The three political parties to accept the most in donations were:
- Conservative and Unionist Party - £4,086,097
- Labour Party - £3,452,441
- Liberal Democrats - £606,724
During the first quarter of 2012, six parties accepted donations from public funds of just over £850,000 (see Notes to Editors).
The total amount of outstanding loans to political parties as at 31 March 2012 was £14,634,772.
Political parties accepted £1.9 million more in donations during the first three months of this year compared with the last quarter of 2011.
An analysis of donations reported in the first quarter of 2012, including top donors and donor type is available at: www.electoralcommission.org.uk/party-finance/party-finance-analysis/party-funding/party-finance-analysis-Q1-2012
Full details of all donations and loans are available on our registers at:
For further information contact:
The Electoral Commission press office on 020 7271 0704
Out of office hours 07789 920414
Notes to Editor
- Putting voters first. The Electoral Commission is an independent body set up by the UK Parliament. We regulate party and election finance and set standards for well-run elections. We work to support a healthy democracy, where elections and referendums are based on our principles of trust, participation and no undue influence.
- The Political Parties, Elections and Referendums Act 2000 (PPERA) requires GB and NI registered parties to report cash and non-cash donations and borrowing on a quarterly basis to the Electoral Commission. Political parties must report all donations and borrowing over £7,500 to the central party, or over £1,500 to an accounting unit, to the Electoral Commission. This includes aggregates of donations and loans from the same source. Prior to 1 January 2010, these thresholds were £5,000 and £1,000, respectively. Donations under these thresholds are recorded in political parties annual Statement of Accounts.
- Public funds are donations from the House of Commons, the House of Lords and the Electoral Commission. ‘Short’ and ‘Cranborne’ grants are available to parties in opposition in the House of Commons or House of Lords respectively.
- Some donations appear on the register as being from the Electoral Commission. These are Policy Development Grants, which were established by the Political Parties, Elections and Referendums Act 2000 for parties represented in the Commons by two or more sitting members. The grants are intended to assist parties in developing the policies that they will present in an election manifesto. The legislation provides the total sum of £2 million annually for this purpose. Policy Development Grants became reportable as donations for the first time in quarter three of 2006 as a result of the Electoral Administration Act 2006.

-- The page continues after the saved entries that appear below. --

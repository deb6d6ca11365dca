//! High-level corpus scanning API.
//!
//! This module provides the main entry points for scanning folders of XML
//! records, with support for glob filtering and the attribute-key options
//! of [`PathAggregator`].

use std::path::Path;

use crate::error::XmlShapeError;
use crate::query::options::{AttributeEntryPolicy, AttributeKeys};
use crate::source::{discover_files, discover_files_in_dirs, Corpus, FilterConfig, SourceDocument};
use crate::Result;

use super::aggregator::{parse_document, PathAggregator};
use super::path::ValueNormalizer;
use super::stats::ScanResult;

/// Options for scanning a corpus.
#[derive(Debug, Clone, Default)]
pub struct ScanOptions {
    /// File filter configuration
    pub file_filter: FilterConfig,
    /// Descend into subdirectories
    pub recursive: bool,
    /// How attribute keys are built
    pub attribute_keys: AttributeKeys,
    /// When new attribute entries are created
    pub entry_policy: AttributeEntryPolicy,
    /// Attribute value rewriting applied before keys are built
    pub normalizer: ValueNormalizer,
}

impl ScanOptions {
    /// Create new default options.
    pub fn new() -> Self {
        Self::default()
    }

    /// Set file filter.
    pub fn filter(mut self, filter: FilterConfig) -> Self {
        self.file_filter = filter;
        self
    }

    /// Descend into subdirectories.
    pub fn recursive(mut self, recursive: bool) -> Self {
        self.recursive = recursive;
        self
    }

    /// Set attribute key style.
    pub fn attribute_keys(mut self, keys: AttributeKeys) -> Self {
        self.attribute_keys = keys;
        self
    }

    /// Set attribute entry policy.
    pub fn entry_policy(mut self, policy: AttributeEntryPolicy) -> Self {
        self.entry_policy = policy;
        self
    }

    /// Set attribute value normalizer.
    pub fn normalizer(mut self, normalizer: ValueNormalizer) -> Self {
        self.normalizer = normalizer;
        self
    }

    /// Build the aggregator these options describe.
    pub fn aggregator(&self) -> PathAggregator {
        PathAggregator::new()
            .attribute_keys(self.attribute_keys)
            .entry_policy(self.entry_policy)
            .normalizer(self.normalizer.clone())
    }
}

/// Scan the XML files of several folders as one corpus.
///
/// Folders are scanned in the order given, files within a folder in path
/// order. Unreadable or malformed files are skipped and reported in the
/// result; a folder that does not exist is an error.
///
/// # Example
///
/// ```rust
/// use xmlshapelib::{scan_paths, ScanOptions};
/// use std::fs;
/// use tempfile::tempdir;
///
/// let dir = tempdir().unwrap();
/// fs::write(dir.path().join("one.xml"), "<a><b>x</b><b>y</b></a>").unwrap();
/// fs::write(dir.path().join("broken.xml"), "<a><b></a>").unwrap();
///
/// let result = scan_paths(&[dir.path()], &ScanOptions::new()).unwrap();
/// assert_eq!(result.document_count, 1);
/// assert_eq!(result.skipped.len(), 1);
/// assert_eq!(result.stats.get("a/b").unwrap().stats.occurrences, 2);
/// ```
pub fn scan_paths<P: AsRef<Path>>(paths: &[P], options: &ScanOptions) -> Result<ScanResult> {
    let dirs: Vec<&Path> = paths.iter().map(|p| p.as_ref()).collect();
    let files = discover_files_in_dirs(&dirs, &options.file_filter, options.recursive)?;

    Ok(options.aggregator().scan_corpus(Corpus::new(files)))
}

/// Scan the XML files of a single folder.
pub fn scan_directory(path: impl AsRef<Path>, options: &ScanOptions) -> Result<ScanResult> {
    let files = discover_files(path, &options.file_filter, options.recursive)?;

    Ok(options.aggregator().scan_corpus(Corpus::new(files)))
}

/// Scan a single XML file.
///
/// Unlike the folder scans, a file that cannot be read or parsed is an
/// error here.
pub fn scan_file(path: impl AsRef<Path>, options: &ScanOptions) -> Result<ScanResult> {
    let path = path.as_ref();

    if !path.exists() {
        return Err(XmlShapeError::PathNotFound(path.to_path_buf()));
    }

    let source = SourceDocument::read(path);
    let text = source.content?;
    let doc = parse_document(&text).map_err(|e| XmlShapeError::Parse {
        path: path.to_path_buf(),
        message: e.to_string(),
    })?;

    let mut result = ScanResult::new();
    options
        .aggregator()
        .scan_document(&doc, &source.id, &mut result.stats);
    result.document_count = 1;

    Ok(result)
}

/// Scan in-memory documents, given as `(id, xml)` pairs, in order.
pub fn scan_documents<I, S, T>(documents: I, options: &ScanOptions) -> ScanResult
where
    I: IntoIterator<Item = (S, T)>,
    S: Into<String>,
    T: Into<String>,
{
    let sources = documents
        .into_iter()
        .map(|(id, xml)| SourceDocument::from_text(id, xml));
    options.aggregator().scan_corpus(sources)
}
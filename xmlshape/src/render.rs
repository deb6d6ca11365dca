//! Template rendering for CLI output using outstanding

use console::Style;
use outstanding::{render_auto, render_with_output, Theme};
use serde::Serialize;
use xmlshapelib::{PathQuerySet, PathTable, TableRow};

/// Include template at compile time
const PATH_TABLE_TEMPLATE: &str = include_str!("../templates/path_table.jinja");

/// Re-export OutputMode for callers
pub use outstanding::OutputMode;

/// Widest a path cell may get in table output
const PATH_WIDTH: usize = 60;
/// Widest a sample cell may get in table output
const SAMPLE_WIDTH: usize = 40;
/// Columns holding counts, right-aligned in table output
const NUMERIC_COLUMNS: [&str; 2] = ["Occurrences", "Max/File"];

/// Data context for the path table template (pre-formatted lines)
#[derive(Debug, Serialize)]
struct PathTableContext {
    /// Padded column headers
    header: String,
    /// Separator line (dashes)
    separator: String,
    /// Padded data rows
    rows: Vec<String>,
    /// Summary line
    footer: String,
}

/// Map an `--output` value to an outstanding mode.
///
/// `tsv` has no mode: it is written by [`PathTable::to_tsv`] directly.
pub fn output_mode(name: &str) -> Result<Option<OutputMode>, String> {
    match name.to_lowercase().as_str() {
        "tsv" => Ok(None),
        "table" => Ok(Some(OutputMode::Auto)),
        "term" => Ok(Some(OutputMode::Term)),
        "text" => Ok(Some(OutputMode::Text)),
        "json" => Ok(Some(OutputMode::Json)),
        _ => Err(format!("Unknown output format: {}", name)),
    }
}

/// Create the theme with styles
fn create_theme() -> Theme {
    Theme::new().add("category", Style::new().bold())
}

/// Render a report. Without a mode the tab-separated report is produced.
pub fn render(
    qs: &PathQuerySet,
    table: &PathTable,
    mode: Option<OutputMode>,
) -> Result<String, Box<dyn std::error::Error>> {
    let Some(mode) = mode else {
        return Ok(table.to_tsv());
    };

    let theme = create_theme();
    let mut rendered = if matches!(mode, OutputMode::Json) {
        render_auto(PATH_TABLE_TEMPLATE, qs, &theme, mode)?
    } else {
        render_with_output(PATH_TABLE_TEMPLATE, &table_context(table), &theme, mode)?
    };

    if !rendered.ends_with('\n') {
        rendered.push('\n');
    }
    Ok(rendered)
}

/// Truncate a name to fit within max_len, adding ".." prefix if needed
fn truncate_start(name: &str, max_len: usize) -> String {
    let len = name.chars().count();
    if len > max_len {
        let tail: String = name.chars().skip(len - max_len + 2).collect();
        format!("..{}", tail)
    } else {
        name.to_string()
    }
}

/// Truncate a value to fit within max_len, adding ".." suffix if needed
fn truncate_end(value: &str, max_len: usize) -> String {
    if value.chars().count() > max_len {
        let head: String = value.chars().take(max_len - 2).collect();
        format!("{}..", head)
    } else {
        value.to_string()
    }
}

/// Flatten line breaks so every row stays on one line.
fn single_line(value: &str) -> String {
    value
        .chars()
        .map(|c| if c.is_control() { ' ' } else { c })
        .collect()
}

/// Pre-format the cells of a row, truncated to fit their column.
fn row_cells(row: &TableRow, headers: &[String]) -> Vec<String> {
    let mut cells = vec![truncate_start(&row.label, PATH_WIDTH)];
    for (header, value) in headers.iter().skip(1).zip(&row.values) {
        let value = single_line(value);
        if header == "Sample" {
            cells.push(truncate_end(&value, SAMPLE_WIDTH));
        } else {
            cells.push(value);
        }
    }
    cells
}

/// Pad cells to their column widths and join them into one line.
fn format_line(cells: &[String], widths: &[usize], right: &[bool]) -> String {
    let padded: Vec<String> = cells
        .iter()
        .zip(widths)
        .zip(right)
        .map(|((cell, width), right_align)| {
            if *right_align {
                format!("{:>width$}", cell, width = width)
            } else {
                format!("{:<width$}", cell, width = width)
            }
        })
        .collect();
    padded.join("  ").trim_end().to_string()
}

/// Pre-format every line of the table for the template.
fn table_context(table: &PathTable) -> PathTableContext {
    let rows: Vec<Vec<String>> = table
        .rows
        .iter()
        .map(|r| row_cells(r, &table.headers))
        .collect();

    let widths: Vec<usize> = table
        .headers
        .iter()
        .enumerate()
        .map(|(i, header)| {
            rows.iter()
                .filter_map(|cells| cells.get(i))
                .map(|c| c.chars().count())
                .chain(std::iter::once(header.chars().count()))
                .max()
                .unwrap_or(0)
        })
        .collect();
    let right: Vec<bool> = table
        .headers
        .iter()
        .map(|h| NUMERIC_COLUMNS.contains(&h.as_str()))
        .collect();

    let line_width = widths.iter().sum::<usize>() + 2 * widths.len().saturating_sub(1);

    PathTableContext {
        header: format_line(&table.headers, &widths, &right),
        separator: "-".repeat(line_width),
        rows: rows
            .iter()
            .map(|cells| format_line(cells, &widths, &right))
            .collect(),
        footer: table.footer.label.clone(),
    }
}
fn render_chart_panel(frame: &mut Frame, area: Rect, app: &mut App, view: &ViewModel) {
	let projection = &view.projection;
	let title = format!(
		"{} | {} view",
		if projection.name.trim().is_empty() {
			"Schedule"
		} else {
			projection.name.trim()
		},
		match app.view_mode {
			ViewMode::Days => "days",
			ViewMode::Weeks => "weeks",
		}
	);
	let block = Block::default()
		.borders(Borders::ALL)
		.title(title)
		.border_style(border_style(app.focus == FocusPane::Tasks));
	let inner = block.inner(area);
	frame.render_widget(block, area);

	let sections = Layout::default()
		.direction(Direction::Vertical)
		.constraints([Constraint::Length(2), Constraint::Min(1)])
		.split(inner);

	let cell = cell_chars(app.view_mode);
	app.visible_days = (usize::from(inner.width).saturating_sub(NAME_COLUMN_WIDTH) / cell).max(1);
	let window = DayWindow {
		start: app.day_offset.min(projection.day_count().saturating_sub(1)),
		len: app.visible_days,
		cell,
	};

	frame.render_widget(Paragraph::new(chart_header(projection, &window, app.view_mode)), sections[0]);

	let editing = app.gesture.as_ref().map(|gesture| gesture.controller.task_id().to_string());
	let items = projection
		.rows
		.iter()
		.map(|row| ListItem::new(chart_row(projection, row, &window, editing.as_deref() == Some(row.task_id.as_str()))))
		.collect::<Vec<_>>();

	let mut state = ListState::default();
	if !projection.rows.is_empty() {
		state.select(Some(app.task_index.min(projection.rows.len() - 1)));
	}

	let list = List::new(if items.is_empty() {
		vec![ListItem::new("(no tasks, press n to add one)")]
	} else {
		items
	})
	.highlight_style(Style::default().bg(HIGHLIGHT_BACKGROUND_COLOR).add_modifier(Modifier::BOLD));

	frame.render_stateful_widget(list, sections[1], &mut state);
}

/// Slice of the day axis currently on screen.
#[derive(Debug, Clone, Copy)]
struct DayWindow {
	start: usize,
	len: usize,
	cell: usize,
}

impl DayWindow {
	fn indices(&self, day_count: usize) -> std::ops::Range<usize> {
		self.start.min(day_count)..(self.start + self.len).min(day_count)
	}
}

fn chart_header(projection: &ScheduleProjection, window: &DayWindow, view_mode: ViewMode) -> Vec<Line<'static>> {
	let indices = window.indices(projection.day_count());
	let width = indices.len() * window.cell;
	let mut months = vec![' '; width];
	let mut days = vec![' '; width];

	for group in &projection.groups_by_month {
		let first = group.start_index.max(indices.start);
		if first > group.end_index || first >= indices.end {
			continue;
		}
		place_label(&mut months, &group.label, (first - indices.start) * window.cell);
	}

	match view_mode {
		ViewMode::Days => {
			for index in indices.clone() {
				if let Some(day) = projection.days.get(index) {
					place_label(&mut days, &format!("{:02}", day.date.day()), (index - indices.start) * window.cell);
				}
			}
		}
		ViewMode::Weeks => {
			for boundary in projection
				.monday_boundaries
				.iter()
				.filter(|boundary| indices.contains(&boundary.index))
			{
				place_label(
					&mut days,
					&boundary.monday.format("%d/%m").to_string(),
					(boundary.index - indices.start) * window.cell,
				);
			}
		}
	}

	let pad = " ".repeat(NAME_COLUMN_WIDTH);
	vec![
		Line::from(format!("{pad}{}", months.into_iter().collect::<String>())),
		Line::from(Span::styled(
			format!("{pad}{}", days.into_iter().collect::<String>()),
			Style::default().fg(Color::DarkGray),
		)),
	]
}
/// Places the enabled segments, then the unallocated tail, onto consecutive
/// working days of the task's bar.
pub fn collect(task: &Task, timeline: &Timeline, calendar: &Calendar) -> Vec<SegmentSpan> {
    let Some(start) = task.start_date else {
        return Vec::new();
    };
    let end = if task.single_event {
        start
    } else {
        match task.end_date {
            Some(end) if end >= start => end,
            _ => return Vec::new(),
        }
    };

    let enabled = task
        .mini_tasks
        .iter()
        .filter(|segment| segment.enabled)
        .collect::<Vec<_>>();
    if enabled.is_empty() || task.single_event {
        let (Some(start_index), Some(end_index)) = (timeline.day_index_of(start), timeline.day_index_of(end)) else {
            return Vec::new();
        };
        return vec![SegmentSpan {
            kind: SpanKind::Whole,
            segment_id: None,
            name: task.display_name(),
            duration: task.duration(calendar),
            locked: false,
            start_index,
            end_index,
        }];
    }

    let working_days = start
        .iter_days()
        .take_while(|day| *day <= end)
        .filter(|day| calendar.is_working_day(*day))
        .collect::<Vec<_>>();

    let mut parts = enabled
        .iter()
        .map(|segment| {
            (
                SpanKind::Segment,
                Some(segment.id.clone()),
                segment.name.clone(),
                segment.duration.max(1),
                segment.locked,
            )
        })
        .collect::<Vec<_>>();
    if task.undefined_duration > 0 {
        parts.push((
            SpanKind::Undefined,
            None,
            UNDEFINED_SEGMENT_NAME.to_string(),
            task.undefined_duration,
            false,
        ));
    }

    let mut spans = Vec::with_capacity(parts.len());
    let mut cursor = 0usize;
    for (kind, segment_id, name, duration, locked) in parts {
        if cursor >= working_days.len() {
            tracing::warn!(task = %task.id, "segments run past the task's working days");
            break;
        }
        let last = (cursor + duration as usize).min(working_days.len()) - 1;
        let first_day = working_days[cursor];
        let last_day = working_days[last];
        cursor = last + 1;
        if let (Some(start_index), Some(end_index)) =
            (timeline.day_index_of(first_day), timeline.day_index_of(last_day))
        {
            spans.push(SegmentSpan {
                kind,
                segment_id,
                name,
                duration,
                locked,
                start_index,
                end_index,
            });
        }
    }
    spans
}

- A party commits an offence if, without a reasonable excuse, it fails to report donations or loans in the quarter in which they were accepted. Sanctions apply only to those donations and loans that have had to be reported since 1 December 2010. Where we establish that an offence has been committed, we will consider both mitigating and aggravating factors to determine whether to issue a sanction and if so, the most appropriate in line with our Enforcement Policy. The sanctions we can apply include a fixed monetary penalty of £200, a variable monetary penalty between £250-£20,000, or a compliance notice requiring particular action by the party.
- More information on our enforcement policy can be found at www.electoralcommission.org.uk/__data/assets/pdf_file/0003/106743/Enforcement-Policy-30March11.pdf
- The figures reported for donations and borrowing have been rounded to the nearest £. Exact figures are available on our website.